Poznana historia jest ciepła i spokojna. Skupia się przede wszystkim na losach głównej bohaterki. W tle możemy zobaczyć delikatny wątek romantyczny, który nie przyćmiewa najważniejszych motywów i wydarzeń. Dla mnie jednak zabrakło w nim chemii między bohaterami, bardziej był jak poprawny związek niż gorąca miłość. Wykreowany magiczny świat jest nieco zwariowany, tak jak poznawane czarownice i czarodzieje, którzy bywają szaleni i nieco specyficzni, co sprawia, że książka nabiera wyjątkowego klimatu. Przypomina mi wszystkie dotąd poznane historie o wiedźmach, które żyją w swoim małym, pokręconym świecie. Główna bohaterka momentami potrafi użyć stanowczego języka, co przemawia na jej korzyść, jedna jej niezdecydowanie, które dość często przejawia, bywa nieco irytujące. Czasami odnosiłam wrażenie, że sama nie wie, jaka chce być i czego tak naprawdę oczekuje od życia.
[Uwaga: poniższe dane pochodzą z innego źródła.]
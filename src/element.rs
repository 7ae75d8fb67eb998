use crate::config::HalogenValence;

/// Number of entries in the element table.
pub const NUM_ELEMENTS: usize = 34;

/// Main-group elements of periods 1–5 (groups 1, 2, 13–18).
///
/// The discriminant is the element's index into the static tables below,
/// not its atomic number; use [`Element::atomic_num`] for that.
#[derive(Debug, Clone, Copy, PartialEq, Eq, Hash, PartialOrd, Ord)]
#[repr(u8)]
pub enum Element {
    H = 0,
    He = 1,
    Li = 2,
    Be = 3,
    B = 4,
    C = 5,
    N = 6,
    O = 7,
    F = 8,
    Ne = 9,
    Na = 10,
    Mg = 11,
    Al = 12,
    Si = 13,
    P = 14,
    S = 15,
    Cl = 16,
    Ar = 17,
    K = 18,
    Ca = 19,
    Ga = 20,
    Ge = 21,
    As = 22,
    Se = 23,
    Br = 24,
    Kr = 25,
    Rb = 26,
    Sr = 27,
    In = 28,
    Sn = 29,
    Sb = 30,
    Te = 31,
    I = 32,
    Xe = 33,
}

impl Element {
    pub const ALL: [Element; NUM_ELEMENTS] = [
        Element::H, Element::He, Element::Li, Element::Be, Element::B, Element::C,
        Element::N, Element::O, Element::F, Element::Ne, Element::Na, Element::Mg,
        Element::Al, Element::Si, Element::P, Element::S, Element::Cl, Element::Ar,
        Element::K, Element::Ca, Element::Ga, Element::Ge, Element::As, Element::Se,
        Element::Br, Element::Kr, Element::Rb, Element::Sr, Element::In, Element::Sn,
        Element::Sb, Element::Te, Element::I, Element::Xe,
    ];

    pub fn from_index(idx: usize) -> Option<Element> {
        Self::ALL.get(idx).copied()
    }

    pub fn from_symbol(s: &str) -> Option<Element> {
        Self::ALL.iter().copied().find(|e| e.symbol() == s)
    }

    pub fn from_atomic_num(n: u8) -> Option<Element> {
        Self::ALL.iter().copied().find(|e| e.atomic_num() == n)
    }

    /// Element occupying a cell of the periodic grid, if the table has one.
    pub fn at(period: u8, group: u8) -> Option<Element> {
        Self::ALL
            .iter()
            .copied()
            .find(|e| e.period() == period && e.group() == group)
    }

    pub fn index(self) -> usize {
        self as usize
    }

    pub fn symbol(self) -> &'static str {
        DATA[self.index()].symbol
    }

    pub fn name(self) -> &'static str {
        DATA[self.index()].name
    }

    pub fn atomic_num(self) -> u8 {
        DATA[self.index()].atomic_num
    }

    pub fn valence_electrons(self) -> u8 {
        DATA[self.index()].valence
    }

    /// Typical number of single bonds the element forms.
    pub fn bond_capacity(self) -> u8 {
        DATA[self.index()].bond_cap
    }

    /// Pauling electronegativity scaled by ten; `0` for noble gases without a value.
    pub fn electronegativity(self) -> u8 {
        DATA[self.index()].eneg
    }

    pub fn period(self) -> u8 {
        DATA[self.index()].period
    }

    pub fn group(self) -> u8 {
        DATA[self.index()].group
    }

    pub fn is_hydrogen(self) -> bool {
        self == Element::H
    }

    pub fn is_halogen(self) -> bool {
        self.group() == 17
    }

    /// Halogens and anything that forms at most one bond tend to sit at the
    /// ends of a skeleton.
    pub fn is_terminal_kind(self) -> bool {
        self.is_halogen() || self.bond_capacity() <= 1
    }

    /// Minimum number of electrons the atom must own in a valid structure.
    pub fn required_electrons(self, is_central: bool) -> u8 {
        match self {
            Element::H | Element::He => 2,
            _ if is_central && self.group() == 2 => 4,
            _ if is_central && self.group() == 13 => 6,
            _ => 8,
        }
    }

    /// Maximum number of bonds (counted as single bonds) the atom may take
    /// while the skeleton is built.
    ///
    /// Central atoms get room for ammonium-like cations (period 2, group 15,
    /// positive molecular charge) and for expanded valence from period 3 on.
    pub fn bond_limit(self, is_central: bool, charge: i8, halogens: HalogenValence) -> u8 {
        let mut limit = self.bond_capacity();
        if !is_central {
            return limit;
        }

        if self.period() == 2 && self.group() == 15 && charge > 0 {
            limit = limit.max(4);
        }

        if self.period() >= 3 {
            match self.group() {
                15 => limit = limit.max(5),
                16 => limit = limit.max(6),
                17 => limit = limit.max(halogens.ceiling()),
                _ => {}
            }
        }

        limit
    }
}

impl std::fmt::Display for Element {
    fn fmt(&self, f: &mut std::fmt::Formatter<'_>) -> std::fmt::Result {
        f.write_str(self.symbol())
    }
}

struct ElementData {
    symbol: &'static str,
    name: &'static str,
    atomic_num: u8,
    valence: u8,
    bond_cap: u8,
    eneg: u8,
    period: u8,
    group: u8,
}

macro_rules! element {
    (
        $sym:literal, $name:literal, $z:literal, $val:literal,
        $cap:literal, $eneg:literal, $per:literal, $grp:literal
    ) => {
        ElementData {
            symbol: $sym,
            name: $name,
            atomic_num: $z,
            valence: $val,
            bond_cap: $cap,
            eneg: $eneg,
            period: $per,
            group: $grp,
        }
    };
}

//              sym   name          Z  val cap eneg per grp
static DATA: [ElementData; NUM_ELEMENTS] = [
    element!("H",  "Hydrogen",     1,  1, 1, 22, 1,  1),
    element!("He", "Helium",       2,  2, 0,  0, 1, 18),
    element!("Li", "Lithium",      3,  1, 1, 10, 2,  1),
    element!("Be", "Beryllium",    4,  2, 2, 16, 2,  2),
    element!("B",  "Boron",        5,  3, 3, 20, 2, 13),
    element!("C",  "Carbon",       6,  4, 4, 26, 2, 14),
    element!("N",  "Nitrogen",     7,  5, 3, 30, 2, 15),
    element!("O",  "Oxygen",       8,  6, 2, 34, 2, 16),
    element!("F",  "Fluorine",     9,  7, 1, 40, 2, 17),
    element!("Ne", "Neon",        10,  8, 0,  0, 2, 18),
    element!("Na", "Sodium",      11,  1, 1,  9, 3,  1),
    element!("Mg", "Magnesium",   12,  2, 2, 13, 3,  2),
    element!("Al", "Aluminum",    13,  3, 3, 16, 3, 13),
    element!("Si", "Silicon",     14,  4, 4, 19, 3, 14),
    element!("P",  "Phosphorus",  15,  5, 5, 22, 3, 15),
    element!("S",  "Sulfur",      16,  6, 6, 26, 3, 16),
    element!("Cl", "Chlorine",    17,  7, 1, 32, 3, 17),
    element!("Ar", "Argon",       18,  8, 0,  0, 3, 18),
    element!("K",  "Potassium",   19,  1, 1,  8, 4,  1),
    element!("Ca", "Calcium",     20,  2, 2, 10, 4,  2),
    element!("Ga", "Gallium",     31,  3, 3, 18, 4, 13),
    element!("Ge", "Germanium",   32,  4, 4, 20, 4, 14),
    element!("As", "Arsenic",     33,  5, 5, 22, 4, 15),
    element!("Se", "Selenium",    34,  6, 6, 26, 4, 16),
    element!("Br", "Bromine",     35,  7, 1, 30, 4, 17),
    element!("Kr", "Krypton",     36,  8, 2, 30, 4, 18),
    element!("Rb", "Rubidium",    37,  1, 1,  8, 5,  1),
    element!("Sr", "Strontium",   38,  2, 2, 10, 5,  2),
    element!("In", "Indium",      49,  3, 3, 18, 5, 13),
    element!("Sn", "Tin",         50,  4, 4, 20, 5, 14),
    element!("Sb", "Antimony",    51,  5, 5, 21, 5, 15),
    element!("Te", "Tellurium",   52,  6, 6, 21, 5, 16),
    element!("I",  "Iodine",      53,  7, 1, 27, 5, 17),
    element!("Xe", "Xenon",       54,  8, 4, 26, 5, 18),
];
"Rewitched" to nieco inna powieść niż te, po które zazwyczaj sięgam. Była dla mnie dobrą lekturą jako przerywnik pomiędzy powieściami pełnymi akcji i grozy. Zdecydowanie wyciszyła mnie i nie była lekturą, którą pochłonęłam w mgnieniu oka, jednak czytało się ją przyjemnie. I takie książki też są potrzebne. Nie samą pędzącą jak pociąg akcją człowiek żyje. Spodobał się mi wykreowany wątek magiczny, te delikatne i subtelne zaklęcia z początku, a także rozwój mocy. Momentami było dla mnie za dużo pogadanek i nic nie wnoszącego do fabuły tekstu, ale ma to też swój urok i sprawia, że książka jest ciepła, spokojna, wyciszająca. Gdyby autorka podkręciła trochę wątek romantyczny, lektura zdecydowanie stałaby się jeszcze bardziej przyjemna.
Finalnie "Rewitched" wspominać będę dobrze i myślę, że w przyszłości wrócę do niej. Klimat, który towarzyszy przez całą lekturę jest jak masaż rozluźniający dla umysłu. I choć nie jest to lektura zaskakująca, to ma swój urok, który mnie do niej przyciąga.